Turkey's strongman, President Recep Tayyip Erdogan, once proudly said that "Women should know their place," and that "Gender equality is against human nature". His deputy prime minister said that women not to laugh in public. It was not shocking to anyone when Turkey's Ministry of Family and Social Policies found in 2016 that no fewer than 86% of Turkish women have suffered physical or psychological violence at the hands of their partners or family. According to the ministry's findings, physical violence is the most common form of abuse: 70% of women reported they have been physically assaulted.
More recently, Kadin Cinayetlerini Durduracagiz Platformu, a women's rights organization, reported that 28 women were murdered by men in July 2017 alone. The same month, eight other -- luckier -- women were physically assaulted for "wearing shorts or 'indecent' outfits or smoking in public." The report concluded by saying, "The state remains silent."
70% of Turkish women report having been physically assaulted by their partners or family.
Turkey increasingly features all possible social and political reflections of Islamism: authoritarianism, majoritarianism and officially-tolerated intolerance to everything Islamists may deem "un-Islamic." Women are often the target group, and might not avoid intimidation even if they dress in line with the Islamic code.
Hayrettin Karaman, an Islamic scholar and the darling of Turkey's pro-Erdogan Islamists, recently argued that smoking cigarettes sends signals about women's morals. He wrote in his Aug. 3 column:
When I see a woman who wears a headscarf but also smokes in public, I get the impression that she's saying: 'Don't mind the fact that I am covering my head. Don't give up on me, I have a lot more to share with you.'
Naturally, many Turkish men took the cleric's words as a message of sexual availability. This kind of thinking is common in conservative Muslim societies. It did not used to be that way in secular Turkey. It is simply an outcome of Turkey's top-down government-induced social Islamization. That has two disturbing aspects: willing social participation of people who comply, and inequality before law.

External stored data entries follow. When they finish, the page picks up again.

use std::cell::RefCell;
use std::collections::HashMap;
use std::fmt;
use std::path::Path;
use std::rc::Rc;

use chrono::{DateTime, NaiveDateTime};
use clap::ValueEnum;
use log::debug;
use serde::{Deserialize, Serialize};

use crate::error::{DataError, OptimizerError, Result};

#[derive(Clone, Debug, PartialEq, Serialize, Deserialize)]
pub struct Bar {
    /// Open time, epoch seconds.
    pub ts: i64,
    pub open: f64,
    pub high: f64,
    pub low: f64,
    pub close: f64,
}

#[derive(Clone, Copy, Debug, Default, PartialEq, Eq, Hash, Serialize, Deserialize, ValueEnum)]
#[serde(rename_all = "UPPERCASE")]
pub enum Timeframe {
    M1,
    M5,
    M15,
    M30,
    #[default]
    H1,
    H4,
    D1,
    W1,
    MN1,
}

impl Timeframe {
    pub const ALL: [Timeframe; 9] = [
        Timeframe::M1,
        Timeframe::M5,
        Timeframe::M15,
        Timeframe::M30,
        Timeframe::H1,
        Timeframe::H4,
        Timeframe::D1,
        Timeframe::W1,
        Timeframe::MN1,
    ];

    pub fn minutes(self) -> i64 {
        match self {
            Timeframe::M1 => 1,
            Timeframe::M5 => 5,
            Timeframe::M15 => 15,
            Timeframe::M30 => 30,
            Timeframe::H1 => 60,
            Timeframe::H4 => 240,
            Timeframe::D1 => 1_440,
            Timeframe::W1 => 10_080,
            Timeframe::MN1 => 43_200,
        }
    }

    /// Guesses the timeframe from the median spacing of time-sorted bars.
    pub fn infer(bars: &[Bar]) -> Option<Timeframe> {
        let mut gaps: Vec<i64> = bars
            .windows(2)
            .map(|w| w[1].ts - w[0].ts)
            .filter(|g| *g > 0)
            .collect();
        if gaps.is_empty() {
            return None;
        }
        gaps.sort_unstable();
        let median_minutes = gaps[gaps.len() / 2] as f64 / 60.0;

        Timeframe::ALL.into_iter().min_by(|a, b| {
            let da = (a.minutes() as f64 / median_minutes).ln().abs();
            let db = (b.minutes() as f64 / median_minutes).ln().abs();
            da.total_cmp(&db)
        })
    }
}

impl fmt::Display for Timeframe {
    fn fmt(&self, f: &mut fmt::Formatter<'_>) -> fmt::Result {
        let name = match self {
            Timeframe::M1 => "M1",
            Timeframe::M5 => "M5",
            Timeframe::M15 => "M15",
            Timeframe::M30 => "M30",
            Timeframe::H1 => "H1",
            Timeframe::H4 => "H4",
            Timeframe::D1 => "D1",
            Timeframe::W1 => "W1",
            Timeframe::MN1 => "MN1",
        };
        f.write_str(name)
    }
}

/// Symbol and timeframe a series is requested for.
#[derive(Clone, Debug, PartialEq, Eq, Serialize, Deserialize)]
pub struct MarketContext {
    pub symbol: String,
    pub timeframe: Timeframe,
}

impl MarketContext {
    pub fn new(symbol: impl Into<String>, timeframe: Timeframe) -> Self {
        Self {
            symbol: symbol.into(),
            timeframe,
        }
    }
}

#[derive(Clone, Copy, Debug, Default, PartialEq, Eq, Hash, Serialize, Deserialize, ValueEnum)]
#[serde(rename_all = "kebab-case")]
pub enum MaMethod {
    #[default]
    Simple,
    Exponential,
    Smoothed,
    LinearWeighted,
}

#[derive(Clone, Copy, Debug, Default, PartialEq, Eq, Hash, Serialize, Deserialize, ValueEnum)]
#[serde(rename_all = "kebab-case")]
pub enum AppliedPrice {
    #[default]
    Close,
    Open,
    High,
    Low,
    Median,
    Typical,
    Weighted,
}

impl AppliedPrice {
    pub fn of(self, bar: &Bar) -> f64 {
        match self {
            AppliedPrice::Close => bar.close,
            AppliedPrice::Open => bar.open,
            AppliedPrice::High => bar.high,
            AppliedPrice::Low => bar.low,
            AppliedPrice::Median => (bar.high + bar.low) / 2.0,
            AppliedPrice::Typical => (bar.high + bar.low + bar.close) / 3.0,
            AppliedPrice::Weighted => (bar.high + bar.low + 2.0 * bar.close) / 4.0,
        }
    }
}

/// Most recent bars, newest first. May return fewer than `count`.
pub trait BarProvider {
    fn bars(&self, ctx: &MarketContext, count: usize) -> std::result::Result<Vec<Bar>, DataError>;
}

/// Moving average aligned with [`BarProvider::bars`], newest first.
/// `None` marks bars without enough history for the period.
pub trait MovingAverageProvider {
    fn moving_average(
        &self,
        ctx: &MarketContext,
        period: usize,
        method: MaMethod,
        price: AppliedPrice,
        count: usize,
    ) -> std::result::Result<Vec<Option<f64>>, DataError>;
}

/// Moving average over oldest-first prices, same length as `prices`.
pub fn moving_average(prices: &[f64], period: usize, method: MaMethod) -> Vec<Option<f64>> {
    let mut out = vec![None; prices.len()];
    if period == 0 || prices.len() < period {
        return out;
    }
    let p = period as f64;

    match method {
        MaMethod::Simple => {
            for (i, w) in prices.windows(period).enumerate() {
                out[i + period - 1] = Some(w.iter().sum::<f64>() / p);
            }
        }
        MaMethod::LinearWeighted => {
            let norm = p * (p + 1.0) / 2.0;
            for (i, w) in prices.windows(period).enumerate() {
                let acc: f64 = w
                    .iter()
                    .enumerate()
                    .map(|(k, x)| (k + 1) as f64 * x)
                    .sum();
                out[i + period - 1] = Some(acc / norm);
            }
        }
        MaMethod::Exponential | MaMethod::Smoothed => {
            let mut prev = prices[..period].iter().sum::<f64>() / p;
            out[period - 1] = Some(prev);
            for (i, x) in prices.iter().enumerate().skip(period) {
                prev = match method {
                    MaMethod::Exponential => {
                        let alpha = 2.0 / (p + 1.0);
                        alpha * x + (1.0 - alpha) * prev
                    }
                    _ => (prev * (p - 1.0) + x) / p,
                };
                out[i] = Some(prev);
            }
        }
    }
    out
}

type SeriesKey = (usize, MaMethod, AppliedPrice);

/// In-memory history of one symbol/timeframe, serving bars and cached averages.
#[derive(Debug)]
pub struct HistoryStore {
    context: MarketContext,
    bars: Vec<Bar>,
    cache: RefCell<HashMap<SeriesKey, Rc<Vec<Option<f64>>>>>,
}

impl HistoryStore {
    pub fn from_bars(context: MarketContext, mut bars: Vec<Bar>) -> Self {
        bars.sort_by_key(|b| b.ts);
        bars.dedup_by_key(|b| b.ts);
        Self {
            context,
            bars,
            cache: RefCell::new(HashMap::new()),
        }
    }

    pub fn load_csv(path: &Path, context: MarketContext) -> Result<Self> {
        let bars = load_bars_from_csv(path)?;
        if bars.is_empty() {
            return Err(OptimizerError::NoBars(path.to_path_buf()));
        }
        Ok(Self::from_bars(context, bars))
    }

    pub fn context(&self) -> &MarketContext {
        &self.context
    }

    /// Oldest first.
    pub fn history(&self) -> &[Bar] {
        &self.bars
    }

    pub fn len(&self) -> usize {
        self.bars.len()
    }

    pub fn is_empty(&self) -> bool {
        self.bars.is_empty()
    }

    pub fn cached_series(&self) -> usize {
        self.cache.borrow().len()
    }

    fn check(&self, ctx: &MarketContext) -> std::result::Result<(), DataError> {
        if *ctx != self.context {
            return Err(DataError::UnknownSeries {
                symbol: ctx.symbol.clone(),
                timeframe: ctx.timeframe.to_string(),
            });
        }
        if self.bars.is_empty() {
            return Err(DataError::EmptyHistory);
        }
        Ok(())
    }

    fn series(&self, key: SeriesKey) -> Rc<Vec<Option<f64>>> {
        if let Some(s) = self.cache.borrow().get(&key) {
            return Rc::clone(s);
        }
        let (period, method, price) = key;
        let prices: Vec<f64> = self.bars.iter().map(|b| price.of(b)).collect();
        let series = Rc::new(moving_average(&prices, period, method));
        self.cache.borrow_mut().insert(key, Rc::clone(&series));
        series
    }
}

impl BarProvider for HistoryStore {
    fn bars(&self, ctx: &MarketContext, count: usize) -> std::result::Result<Vec<Bar>, DataError> {
        self.check(ctx)?;
        Ok(self.bars.iter().rev().take(count).cloned().collect())
    }
}

impl MovingAverageProvider for HistoryStore {
    fn moving_average(
        &self,
        ctx: &MarketContext,
        period: usize,
        method: MaMethod,
        price: AppliedPrice,
        count: usize,
    ) -> std::result::Result<Vec<Option<f64>>, DataError> {
        self.check(ctx)?;
        if period == 0 {
            return Err(DataError::InvalidPeriod(period));
        }
        let series = self.series((period, method, price));
        Ok(series.iter().rev().take(count).copied().collect())
    }
}

/// Reads `time,open,high,low,close[,...]` rows, or MT4 exports with split
/// date and time columns. Rows that do not parse are skipped.
pub fn load_bars_from_csv(path: &Path) -> Result<Vec<Bar>> {
    let mut rdr = csv::ReaderBuilder::new()
        .has_headers(false)
        .flexible(true)
        .trim(csv::Trim::All)
        .from_path(path)?;

    let mut bars = Vec::new();
    let mut skipped = 0_usize;
    for rec in rdr.records() {
        let r = match rec {
            Ok(x) => x,
            Err(_) => {
                skipped += 1;
                continue;
            }
        };
        match parse_record(&r) {
            Some(bar) => bars.push(bar),
            None => skipped += 1,
        }
    }
    if skipped > 0 {
        debug!("{}: skipped {} unparsable rows", path.display(), skipped);
    }
    bars.sort_by_key(|b| b.ts);
    bars.dedup_by_key(|b| b.ts);
    Ok(bars)
}

fn parse_record(r: &csv::StringRecord) -> Option<Bar> {
    let split_time = r.len() >= 6 && r.get(1).is_some_and(|x| x.contains(':'));
    let (ts, first) = if split_time {
        let joined = format!("{} {}", r.get(0)?, r.get(1)?);
        (parse_time(&joined)?, 2)
    } else {
        (parse_time(r.get(0)?)?, 1)
    };

    let num = |i: usize| r.get(i).and_then(|x| x.parse::<f64>().ok()).filter(|v| v.is_finite());
    let bar = Bar {
        ts,
        open: num(first)?,
        high: num(first + 1)?,
        low: num(first + 2)?,
        close: num(first + 3)?,
    };
    (bar.high >= bar.low).then_some(bar)
}

/// Epoch seconds or milliseconds, RFC 3339, or MT4 `YYYY.MM.DD HH:MM[:SS]`.
pub fn parse_time(raw: &str) -> Option<i64> {
    let s = raw.trim();
    if let Ok(n) = s.parse::<i64>() {
        return Some(if n.abs() >= 100_000_000_000 { n / 1000 } else { n });
    }
    if let Ok(dt) = DateTime::parse_from_rfc3339(s) {
        return Some(dt.timestamp());
    }
    ["%Y.%m.%d %H:%M:%S", "%Y.%m.%d %H:%M", "%Y-%m-%d %H:%M:%S", "%Y-%m-%d %H:%M"]
        .iter()
        .find_map(|fmt| NaiveDateTime::parse_from_str(s, fmt).ok())
        .map(|dt| dt.and_utc().timestamp())
}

In 2014, 17-year-old K.C. was raped and beaten by two men. She filed a complaint with the police, and the two suspects were detained. All normal, up to this point. One of the suspects made a deal with K.C.'s family: he paid a sum of about $5,700 to the family and agreed to marry K.C. The family arranged a bogus wedding ceremony, took pictures and presented them to the court to save the man. Under pressure from her family, K.C. changed her testimony and said she was not raped. The rapist had suddenly become her fiancé. Both suspects were released, an Islamic religious ceremony was arranged and the rapists were acquitted. Not really a happy ending. K.C.'s "husband" started to beat her regularly and the girl once again went to the police and told her real story. Her husband was her rapist and she had been forced to marry him.
Not every woman, however, who seeks protection from law enforcement authorities is so lucky.
On August 10, two women, Derya Kilic, 19, and Seray Gurer, 22, were sexually harassed by two unidentified men. According to their testimonies, the women then asked for help from two police officers in the street. Security footage shows a police officer starting to beat one of the women. In her later testimony, filing a complaint against the police, Kilic said the officer who hit her tried to "justify" the sexual harassment by saying they were "dressed inappropriately." She said:
We wanted help from them because we could not see the license plates of the motorbikes that harassed us. But one of the police officers said the harassers were right because we were 'dressed inappropriately.'
This is where creeping Islamization has brought us. Better days are not ahead.
Burak Bekdil is an Ankara-based political analyst and a fellow at the Middle East Forum.